NEW YORK - The Dow Jones industrial average fell for the fifth time in six days yesterday as consumer stocks including McDonald's Corp., Coca-Cola Co. and Minnesota Mining & Manufacturing Co. declined on concern that the falling euro will cut into profits.
The Dow dropped 94.71, or 0.9 percent, to 11,087.47 as J. P. Morgan & Co. fell. Investors bet that Chase Manhattan Corp.'s purchase of the bank won't generate enough profits to justify the $35.2 billion price tag.
Technology shares benefited from reports showing that wholesale prices unexpectedly fell and retail sales gained less than forecast in August, which buoyed optimism that the Federal Reserve is finished raising interest rates. Investors' return to technology shares also contributed to the decline in consumer stocks.
"With the recent inflation news being tame, there's no reason to hold the consumer names over the techs," said Gene Pisasale, who helps oversee $25 billion at Wilmington Trust Co. in Wilmington, Del.
The Nasdaq climbed 19.97 to 3,913.96. The index gave up 55 points in one 20-minute period during the last hour of trading.
"People are of the mindset that you sell the rallies," said Robert Leshman, who runs Briar Partners LP, a New York hedge fund. "It's not like last year" when gains in stocks triggered additional buying by "momentum" investors.
While the New York Stock Exchange composite index slipped 0.80 to 674.42, other broad market indexes edged upward. The Russell 2000 index, a benchmark of small-cap stocks, rose 5.21 to 539.21; the Wilshire 5000 index added 4.09 to 13,974.41; the American Stock Exchange composite index advanced 2.94 to 966.49; and the S&P; 400 MidCap index gained 5.37 to 545.40.
The Sun-Bloomberg Maryland index of the top 100 Maryland stocks gained 3.16 to 281.24, paced by Ciena Corp., up $14.375 to $208.25, and Manugistics Group Inc., which added $4.625 to $91.50.
Rising and falling stocks were about even on the NYSE. About 1 billion shares traded on the Big Board, 5.6 percent more than the three-month daily average.

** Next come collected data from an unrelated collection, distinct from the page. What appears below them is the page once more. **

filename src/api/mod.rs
pub mod handlers;
pub mod models;
pub mod routes;
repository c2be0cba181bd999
use anyhow::Result;
use log::info;
use std::net::SocketAddr;
use std::sync::Arc;
use tower_http::cors::CorsLayer;

use super::build_engine;
use crate::api::handlers::AppState;
use crate::api::routes::create_router;
use crate::config::settings::AppConfig;

pub struct ServerService {
    port: u16,
    config: AppConfig,
}

impl ServerService {
    pub fn new(port: u16, config: AppConfig) -> Self {
        Self { port, config }
    }

    pub async fn run(&self) -> Result<()> {
        info!("Using database {}", self.config.server.database_path);

        let state = Arc::new(AppState {
            engine: build_engine(&self.config)?,
        });

        let app = create_router(state)
            .layer(CorsLayer::permissive());

        let addr = SocketAddr::from(([0, 0, 0, 0], self.port));
        info!("Server listening on {}", addr);

        let listener = tokio::net::TcpListener::bind(addr).await?;
        axum::serve(listener, app).await?;

        Ok(())
    }
}
use std::collections::BTreeMap;
use std::fmt;
use std::path::Path;
use std::str::FromStr;

use anyhow::{Context, Result};
use serde::{Deserialize, Serialize};

use super::models::{FactionKey, Region, RegionMap, Timestamp};
use crate::errors::EngineError;

#[derive(Debug, Clone, Copy, PartialEq, Eq, Hash, PartialOrd, Ord, Serialize, Deserialize)]
pub enum SeasonSlug {
    #[serde(rename = "sl-season-4")]
    SlSeason4,
    #[serde(rename = "df-season-1")]
    DfSeason1,
    #[serde(rename = "df-season-2")]
    DfSeason2,
    #[serde(rename = "df-season-3")]
    DfSeason3,
}

impl SeasonSlug {
    pub const ALL: [SeasonSlug; 4] = [
        SeasonSlug::SlSeason4,
        SeasonSlug::DfSeason1,
        SeasonSlug::DfSeason2,
        SeasonSlug::DfSeason3,
    ];

    pub fn as_str(&self) -> &'static str {
        match self {
            SeasonSlug::SlSeason4 => "sl-season-4",
            SeasonSlug::DfSeason1 => "df-season-1",
            SeasonSlug::DfSeason2 => "df-season-2",
            SeasonSlug::DfSeason3 => "df-season-3",
        }
    }
}

impl fmt::Display for SeasonSlug {
    fn fmt(&self, f: &mut fmt::Formatter<'_>) -> fmt::Result {
        f.write_str(self.as_str())
    }
}

impl FromStr for SeasonSlug {
    type Err = EngineError;

    fn from_str(s: &str) -> Result<Self, Self::Err> {
        SeasonSlug::ALL
            .into_iter()
            .find(|slug| slug.as_str() == s)
            .ok_or_else(|| EngineError::UnknownSeason(s.to_string()))
    }
}

/// Weekly dungeon modifier
#[derive(Debug, Clone, Copy, PartialEq, Eq, Hash, Serialize, Deserialize)]
#[serde(rename_all = "lowercase")]
pub enum Affix {
    Fortified,
    Tyrannical,
    Afflicted,
    Bolstering,
    Bursting,
    Encrypted,
    Entangling,
    Explosive,
    Grievous,
    Incorporeal,
    Inspiring,
    Necrotic,
    Quaking,
    Raging,
    Sanguine,
    Shrouded,
    Spiteful,
    Storming,
    Thundering,
    Volcanic,
}

/// Modifiers active during one week, three or four of them
pub type AffixSet = Vec<Affix>;

#[derive(Debug, Clone, Copy, PartialEq, Eq, Serialize, Deserialize)]
#[serde(tag = "type", rename_all = "lowercase")]
pub enum CrossFactionSupport {
    /// Every sample carries a faction
    #[serde(rename = "none")]
    Unsupported,
    /// No sample carries a faction
    Complete,
    /// Faction-tagged until `cutover`, merged afterwards
    Partial { cutover: Timestamp },
}

/// Authoritative end-of-season score, replaces any projection once known
#[derive(Debug, Clone, PartialEq, Serialize, Deserialize)]
#[serde(rename_all = "camelCase")]
pub struct ConfirmedCutoff {
    pub region: Region,
    #[serde(default)]
    pub faction: FactionKey,
    pub score: f64,
}

#[derive(Debug, Clone, PartialEq, Serialize, Deserialize)]
#[serde(rename_all = "camelCase")]
pub struct Season {
    pub slug: SeasonSlug,
    pub start_dates: RegionMap<Option<Timestamp>>,
    pub end_dates: RegionMap<Option<Timestamp>>,
    pub affix_schedule: Vec<AffixSet>,
    pub cross_faction_support: CrossFactionSupport,
    #[serde(default)]
    pub confirmed_cutoffs: Vec<ConfirmedCutoff>,
}

impl Season {
    pub fn start(&self, region: Region) -> Option<Timestamp> {
        *self.start_dates.get(region)
    }

    pub fn end(&self, region: Region) -> Option<Timestamp> {
        *self.end_dates.get(region)
    }

    pub fn has_started(&self, region: Region, now: Timestamp) -> bool {
        self.start(region).is_some_and(|start| start <= now)
    }

    pub fn has_ended(&self, region: Region, now: Timestamp) -> bool {
        self.end(region).is_some_and(|end| end <= now)
    }

    pub fn schedule_len(&self) -> usize {
        self.affix_schedule.len()
    }

    /// Whether a sample taken at `timestamp` is tracked per faction
    pub fn tracks_factions_at(&self, timestamp: Timestamp) -> bool {
        match self.cross_faction_support {
            CrossFactionSupport::Unsupported => true,
            CrossFactionSupport::Complete => false,
            CrossFactionSupport::Partial { cutover } => timestamp < cutover,
        }
    }

    pub fn confirmed_cutoff(&self, region: Region, faction: FactionKey) -> Option<f64> {
        self.confirmed_cutoffs
            .iter()
            .find(|cutoff| cutoff.region == region && cutoff.faction == faction)
            .map(|cutoff| cutoff.score)
    }

    fn validate(&self) -> Result<(), EngineError> {
        if self.affix_schedule.is_empty() {
            return Err(EngineError::InvalidSchedule(self.slug.to_string()));
        }
        Ok(())
    }
}

/// Immutable season configuration, keyed by slug
#[derive(Debug, Clone)]
pub struct SeasonTable {
    seasons: BTreeMap<SeasonSlug, Season>,
}

impl SeasonTable {
    pub fn new(seasons: Vec<Season>) -> Result<Self, EngineError> {
        for season in &seasons {
            season.validate()?;
        }

        Ok(Self {
            seasons: seasons.into_iter().map(|s| (s.slug, s)).collect(),
        })
    }

    /// Load a table from a JSON array of seasons
    pub fn from_json_file<P: AsRef<Path>>(path: P) -> Result<Self> {
        let path = path.as_ref();
        let json = std::fs::read_to_string(path)
            .with_context(|| format!("Failed to read season table {}", path.display()))?;
        let seasons: Vec<Season> =
            serde_json::from_str(&json).context("Failed to parse season table")?;

        Ok(Self::new(seasons)?)
    }

    pub fn get(&self, slug: SeasonSlug) -> Result<&Season, EngineError> {
        self.seasons
            .get(&slug)
            .ok_or_else(|| EngineError::UnknownSeason(slug.to_string()))
    }

    pub fn resolve(&self, slug: &str) -> Result<&Season, EngineError> {
        self.get(slug.parse()?)
    }

    pub fn slugs(&self) -> Vec<SeasonSlug> {
        self.seasons.keys().copied().collect()
    }
}

#[cfg(test)]
mod tests {
    use super::*;
    use crate::domain::models::Faction;

    fn season(cross_faction_support: CrossFactionSupport) -> Season {
        Season {
            slug: SeasonSlug::DfSeason1,
            start_dates: RegionMap::splat(Some(1_000)),
            end_dates: RegionMap {
                us: Some(5_000),
                eu: None,
                kr: None,
                tw: None,
            },
            affix_schedule: vec![vec![Affix::Fortified, Affix::Raging, Affix::Quaking]],
            cross_faction_support,
            confirmed_cutoffs: vec![ConfirmedCutoff {
                region: Region::Us,
                faction: Some(Faction::Horde),
                score: 3400.0,
            }],
        }
    }

    #[test]
    fn test_partial_cross_faction_cutover() {
        let partial = season(CrossFactionSupport::Partial { cutover: 2_000 });
        assert!(partial.tracks_factions_at(1_999));
        assert!(!partial.tracks_factions_at(2_000));
        assert!(season(CrossFactionSupport::Unsupported).tracks_factions_at(9_999));
        assert!(!season(CrossFactionSupport::Complete).tracks_factions_at(0));
    }

    #[test]
    fn test_season_end_is_per_region() {
        let season = season(CrossFactionSupport::Complete);
        assert!(season.has_ended(Region::Us, 5_000));
        assert!(!season.has_ended(Region::Us, 4_999));
        assert!(!season.has_ended(Region::Eu, i64::MAX));
    }

    #[test]
    fn test_confirmed_cutoff_lookup() {
        let season = season(CrossFactionSupport::Unsupported);
        assert_eq!(season.confirmed_cutoff(Region::Us, Some(Faction::Horde)), Some(3400.0));
        assert_eq!(season.confirmed_cutoff(Region::Us, Some(Faction::Alliance)), None);
        assert_eq!(season.confirmed_cutoff(Region::Eu, Some(Faction::Horde)), None);
    }

    #[test]
    fn test_table_rejects_empty_schedule() {
        let mut broken = season(CrossFactionSupport::Complete);
        broken.affix_schedule.clear();
        assert_eq!(
            SeasonTable::new(vec![broken]).unwrap_err(),
            EngineError::InvalidSchedule("df-season-1".to_string())
        );
    }

    #[test]
    fn test_table_resolve_unknown_slug() {
        let table = SeasonTable::new(vec![season(CrossFactionSupport::Complete)]).unwrap();
        assert!(table.resolve("df-season-1").is_ok());
        assert_eq!(
            table.resolve("df-season-2").unwrap_err(),
            EngineError::UnknownSeason("df-season-2".to_string())
        );
        assert_eq!(
            table.resolve("bogus").unwrap_err(),
            EngineError::UnknownSeason("bogus".to_string())
        );
    }

    #[test]
    fn test_season_json_round_trip_shape() {
        let json = serde_json::json!({
            "slug": "df-season-1",
            "startDates": { "us": 1000, "eu": 1000, "kr": null, "tw": null },
            "endDates": { "us": null, "eu": null, "kr": null, "tw": null },
            "affixSchedule": [["tyrannical", "bursting", "grievous", "thundering"]],
            "crossFactionSupport": { "type": "partial", "cutover": 2000 }
        });
        let season: Season = serde_json::from_value(json).unwrap();
        assert_eq!(season.start(Region::Kr), None);
        assert_eq!(season.cross_faction_support, CrossFactionSupport::Partial { cutover: 2000 });
        assert!(season.confirmed_cutoffs.is_empty());
    }
}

McDonald's lost $1.50 to $26.8125 on the NYSE. The No. 1 restaurant chain said it expects falling foreign currencies to cut 2000 earnings by 7 cents a share, 2 cents more than it had previously forecast. Coca-Cola, the largest soft-drink maker, fell $1.50 to $51.

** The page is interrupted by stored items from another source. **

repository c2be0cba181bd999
use anyhow::{Context, Result};
use log::info;
use std::path::Path;

use crate::database::{self, setup::ensure_schema, snapshots, DbPool};
use crate::domain::RawRow;

/// Loads scraped snapshot rows from a JSON file into the snapshot store
pub struct ImportService {
    pool: DbPool,
}

impl ImportService {
    pub fn new(pool: DbPool) -> Self {
        Self { pool }
    }

    pub fn from_path(database_path: &str) -> Result<Self> {
        Ok(Self::new(database::create_pool(database_path)?))
    }

    pub fn run<P: AsRef<Path>>(&self, file: P) -> Result<usize> {
        info!("=== Starting Snapshot Import ===");

        let rows = self.read_rows(file.as_ref())?;
        info!("  → Read {} rows", rows.len());

        let mut conn = database::get_connection(&self.pool)?;
        ensure_schema(&mut conn)?;
        let inserted = snapshots::insert_rows(&mut conn, &rows)?;
        let total = snapshots::count_rows(&mut conn)?;
        info!("  → Inserted {} rows, store now holds {}", inserted, total);

        info!("=== Import Complete ===");
        Ok(inserted)
    }

    fn read_rows(&self, path: &Path) -> Result<Vec<RawRow>> {
        let json = std::fs::read_to_string(path)
            .with_context(|| format!("Failed to read {}", path.display()))?;

        serde_json::from_str(&json).with_context(|| {
            format!(
                "Failed to parse snapshot rows from {}. First 200 chars: {}",
                path.display(),
                json.chars().take(200).collect::<String>()
            )
        })
    }
}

The euro has lost 14 percent against the dollar this year, while the pound has slid 13 percent.
Colgate-Palmolive Co. tumbled $8.6875 to $47.50. Analysts at Donaldson, Lufkin & Jenrette and Goldman Sachs & Co. said the company has warned that third-quarter profit will be hurt by the euro's decline and slower sales.
Currency woes also prompted analyst Patrick Schumann at Edward Jones & Co. to reduce shaving-products maker Gillette Co. to "hold" from "buy" and remove the stock from the firm's model portfolio. The shares fell $1.4375 to $29.375. 3M, which makes 50,000 household products, fell $1.875 to $84.625.

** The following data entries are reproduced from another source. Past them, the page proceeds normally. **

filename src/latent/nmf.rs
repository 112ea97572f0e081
//! Non-negative matrix factorization by multiplicative updates.
//!
//! Factorizes `X ≈ W·H` with `W` (`n_rows × rank`) and `H`
//! (`rank × n_cols`) both non-negative, minimizing the Frobenius
//! reconstruction error with the Lee–Seung update rules.

use ndarray::{Array1, Array2, Zip};
use rand::{Rng, SeedableRng};
use rand::rngs::StdRng;
use rand_distr::StandardNormal;
use tracing::debug;

use crate::error::{Result, StrataError};
use crate::index::sparse::{SparseMatrix, SparseRow};

/// Added to every update denominator.
const EPS: f64 = 1e-10;

/// Reconstruction error is evaluated every this many iterations.
const CHECK_EVERY: usize = 10;

/// Stopping rules shared by fitting and query transformation.
#[derive(Debug, Clone, Copy, PartialEq)]
pub struct NmfParams {
    /// Iteration cap.
    pub max_iter: usize,
    /// Relative improvement below which iteration stops.
    pub tol: f64,
}

/// A fitted NMF model.
#[derive(Debug, Clone)]
pub struct Nmf {
    /// `H`, `rank × n_cols`.
    components: Array2<f64>,
    /// `H·Hᵀ`, cached for query transformation.
    components_gram: Array2<f64>,
    /// Initial magnitude used for fresh coefficient vectors.
    init_scale: f64,
    params: NmfParams,
    n_iter: usize,
    reconstruction_err: f64,
}

impl Nmf {
    /// Fit `rank` components and return the model with `W`, the
    /// `n_rows × rank` coefficient matrix of the training rows.
    ///
    /// `seed` of `None` draws the initialization from OS entropy.
    pub fn fit(
        matrix: &SparseMatrix,
        rank: usize,
        params: NmfParams,
        seed: Option<u64>,
    ) -> Result<(Self, Array2<f64>)> {
        if !matrix.is_non_negative() {
            return Err(StrataError::invalid_parameter(
                "non-negative factorization requires a non-negative matrix",
            ));
        }

        let mut rng = match seed {
            Some(seed) => StdRng::seed_from_u64(seed),
            None => StdRng::from_os_rng(),
        };
        let init_scale = (matrix.mean() / rank as f64).sqrt();
        let mut w = Array2::from_shape_simple_fn((matrix.n_rows(), rank), || {
            init_scale * rng.sample::<f64, _>(StandardNormal).abs()
        });
        let mut h = Array2::from_shape_simple_fn((rank, matrix.n_cols()), || {
            init_scale * rng.sample::<f64, _>(StandardNormal).abs()
        });

        let x_sq = matrix.frobenius_sq();
        let initial_err = {
            let xht = matrix.dot_dense(&h.t().to_owned());
            reconstruction_error(x_sq, &w, &h, &xht)
        };
        let mut previous_err = initial_err;
        let mut n_iter = 0;

        for iteration in 1..=params.max_iter {
            n_iter = iteration;

            // H ← H ∘ (WᵀX) / (WᵀW·H)
            let wtx = matrix.transpose_dot_dense(&w).reversed_axes();
            let wtw = w.t().dot(&w);
            let denominator = wtw.dot(&h);
            Zip::from(&mut h)
                .and(&wtx)
                .and(&denominator)
                .for_each(|h, &num, &den| *h *= num / (den + EPS));

            // W ← W ∘ (XHᵀ) / (W·HHᵀ)
            let xht = matrix.dot_dense(&h.t().to_owned());
            let hht = h.dot(&h.t());
            let denominator = w.dot(&hht);
            Zip::from(&mut w)
                .and(&xht)
                .and(&denominator)
                .for_each(|w, &num, &den| *w *= num / (den + EPS));

            if params.tol > 0.0 && iteration % CHECK_EVERY == 0 {
                let err = reconstruction_error(x_sq, &w, &h, &xht);
                if initial_err > 0.0 && (previous_err - err) / initial_err < params.tol {
                    break;
                }
                previous_err = err;
            }
        }

        let err = reconstruction_error(x_sq, &w, &h, &matrix.dot_dense(&h.t().to_owned()));

        debug!(
            rank,
            iterations = n_iter,
            error = err,
            "Fitted non-negative factorization"
        );

        let components_gram = h.dot(&h.t());
        let model = Nmf {
            components: h,
            components_gram,
            init_scale,
            params,
            n_iter,
            reconstruction_err: err,
        };
        Ok((model, w))
    }

    /// Number of components.
    pub fn rank(&self) -> usize {
        self.components.nrows()
    }

    /// The component matrix `H`.
    pub fn components(&self) -> &Array2<f64> {
        &self.components
    }

    /// Iterations run during fitting.
    pub fn n_iter(&self) -> usize {
        self.n_iter
    }

    /// Frobenius reconstruction error at the last check.
    pub fn reconstruction_err(&self) -> f64 {
        self.reconstruction_err
    }

    /// Solve for the non-negative coefficients of one row with `H` fixed.
    ///
    /// A row with no overlap with the components maps to the zero vector.
    pub fn transform(&self, row: &SparseRow<'_>) -> Array1<f64> {
        let rank = self.rank();
        let numerator: Array1<f64> = self
            .components
            .rows()
            .into_iter()
            .map(|c| row.dot_dense(c))
            .collect();
        if numerator.iter().all(|&v| v <= 0.0) {
            return Array1::zeros(rank);
        }

        let start = if self.init_scale > 0.0 {
            self.init_scale
        } else {
            1.0
        };
        let mut w = Array1::from_elem(rank, start);
        for _ in 0..self.params.max_iter {
            let denominator = w.dot(&self.components_gram);
            let next = Zip::from(&w)
                .and(&numerator)
                .and(&denominator)
                .map_collect(|&w, &num, &den| w * num / (den + EPS));

            let norm = w.dot(&w).sqrt();
            let delta = (&next - &w).mapv(|d| d * d).sum().sqrt();
            w = next;
            if norm == 0.0 || delta / norm < self.params.tol {
                break;
            }
        }
        w
    }
}

/// `‖X − WH‖_F` from the expansion
/// `‖X‖² − 2·tr(Wᵀ·XHᵀ) + tr(WᵀW·HHᵀ)`, which never forms `WH`.
fn reconstruction_error(x_sq: f64, w: &Array2<f64>, h: &Array2<f64>, xht: &Array2<f64>) -> f64 {
    let cross: f64 = Zip::from(w).and(xht).fold(0.0, |acc, &a, &b| acc + a * b);
    let wtw = w.t().dot(w);
    let hht = h.dot(&h.t());
    let quadratic: f64 = Zip::from(&wtw).and(&hht).fold(0.0, |acc, &a, &b| acc + a * b);
    (x_sq - 2.0 * cross + quadratic).max(0.0).sqrt()
}

#[cfg(test)]
mod tests {
    use super::*;
    use crate::index::sparse::SparseVector;

    fn params() -> NmfParams {
        NmfParams {
            max_iter: 1000,
            tol: 1e-8,
        }
    }

    fn matrix(rows: &[&[f64]]) -> SparseMatrix {
        let n_cols = rows[0].len();
        let rows: Vec<SparseVector> = rows
            .iter()
            .map(|r| SparseVector::from_entries(n_cols, r.iter().copied().enumerate().collect()))
            .collect();
        SparseMatrix::from_rows(n_cols, &rows)
    }

    fn topics() -> SparseMatrix {
        // two disjoint topics
        matrix(&[
            &[1.0, 1.0, 0.0, 0.0],
            &[2.0, 2.0, 0.0, 0.0],
            &[0.0, 0.0, 1.0, 1.0],
            &[0.0, 0.0, 3.0, 3.0],
        ])
    }

    #[test]
    fn test_factors_are_non_negative() {
        let (model, w) = Nmf::fit(&topics(), 2, params(), Some(42)).unwrap();
        assert!(w.iter().all(|&v| v >= 0.0));
        assert!(model.components().iter().all(|&v| v >= 0.0));
        assert_eq!(w.dim(), (4, 2));
        assert_eq!(model.components().dim(), (2, 4));
    }

    #[test]
    fn test_separates_disjoint_topics() {
        let (model, w) = Nmf::fit(&topics(), 2, params(), Some(42)).unwrap();
        assert!(model.reconstruction_err() < 0.5, "err = {}", model.reconstruction_err());

        // rows of the same topic load on the same component
        let dominant = |i: usize| if w[[i, 0]] >= w[[i, 1]] { 0 } else { 1 };
        assert_eq!(dominant(0), dominant(1));
        assert_eq!(dominant(2), dominant(3));
        assert_ne!(dominant(0), dominant(2));
    }

    #[test]
    fn test_seeded_fit_is_reproducible() {
        let (a, wa) = Nmf::fit(&topics(), 2, params(), Some(7)).unwrap();
        let (b, wb) = Nmf::fit(&topics(), 2, params(), Some(7)).unwrap();
        assert_eq!(wa, wb);
        assert_eq!(a.components(), b.components());
    }

    #[test]
    fn test_transform() {
        let m = topics();
        let (model, w) = Nmf::fit(&m, 2, params(), Some(42)).unwrap();
        let dominant_row = if w[[0, 0]] >= w[[0, 1]] { 0 } else { 1 };

        let query = SparseVector::from_entries(4, vec![(0, 1.0)]);
        let coefficients = model.transform(&query.as_row());
        assert!(coefficients.iter().all(|&v| v >= 0.0));
        assert!(coefficients[dominant_row] > coefficients[1 - dominant_row]);

        let zero = model.transform(&SparseVector::zeros(4).as_row());
        assert!(zero.iter().all(|&v| v == 0.0));
    }

    #[test]
    fn test_rejects_negative_input() {
        let m = matrix(&[&[1.0, -1.0]]);
        let err = Nmf::fit(&m, 1, params(), Some(1)).unwrap_err();
        assert!(err.is_invalid_parameter());
    }
}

Chase Manhattan and J. P. Morgan fell as investors questioned the merger. J. P. Morgan lost $1.875 to $179.625 after rising 9.2 percent this month. Chase slipped 38 cents to $50.3125.
Conexant Systems Inc. surged $15.5625, or 42 percent, to $52.625 and was the most active stock. The company, whose shares have fallen 56 percent in the past six months, said it will spin off its fastest-growing division, which makes chips for switches and other equipment that run the Internet.
UnitedHealth Group Inc. jumped $3 to $94.50. The No. 2 U.S. health insurer told analysts that it expects strong profits to continue. Other health care companies rallied as well.
Bear Stearns Cos. rose 75 cents to $69.75 after the No. 6 U.S. securities firm reported quarterly earnings that topped the average estimate from analysts by 11 percent.
Amazon.com Inc. rose $2.4375 to $44.875, and eBay Inc. jumped $5.9375 to $68.4375. Goldman Sachs analyst Anthony Noto recommended that investors buy shares of the online companies before executives meet with analysts next week.
Tektronix Inc. climbed $2.125 to $74.75 after the maker of electronic-testing gear reported fiscal first-quarter net income that beat analysts' estimates by 22 percent.
Overseas, Japan's Nikkei stock average was up 0.14 percent; Germany's DAX index rose 0.60 percent; Britain's FTSE 100 climbed 1.1875 percent; and France's CAC-40 rose 1.05 percent.
Today marks the quarterly "triple witching" expiration of options on common stocks and stock indexes and futures on indexes. Markets can be volatile in the sessions leading up to expiration as investors and Wall Street brokerages buy or sell stocks and options to reverse earlier bets.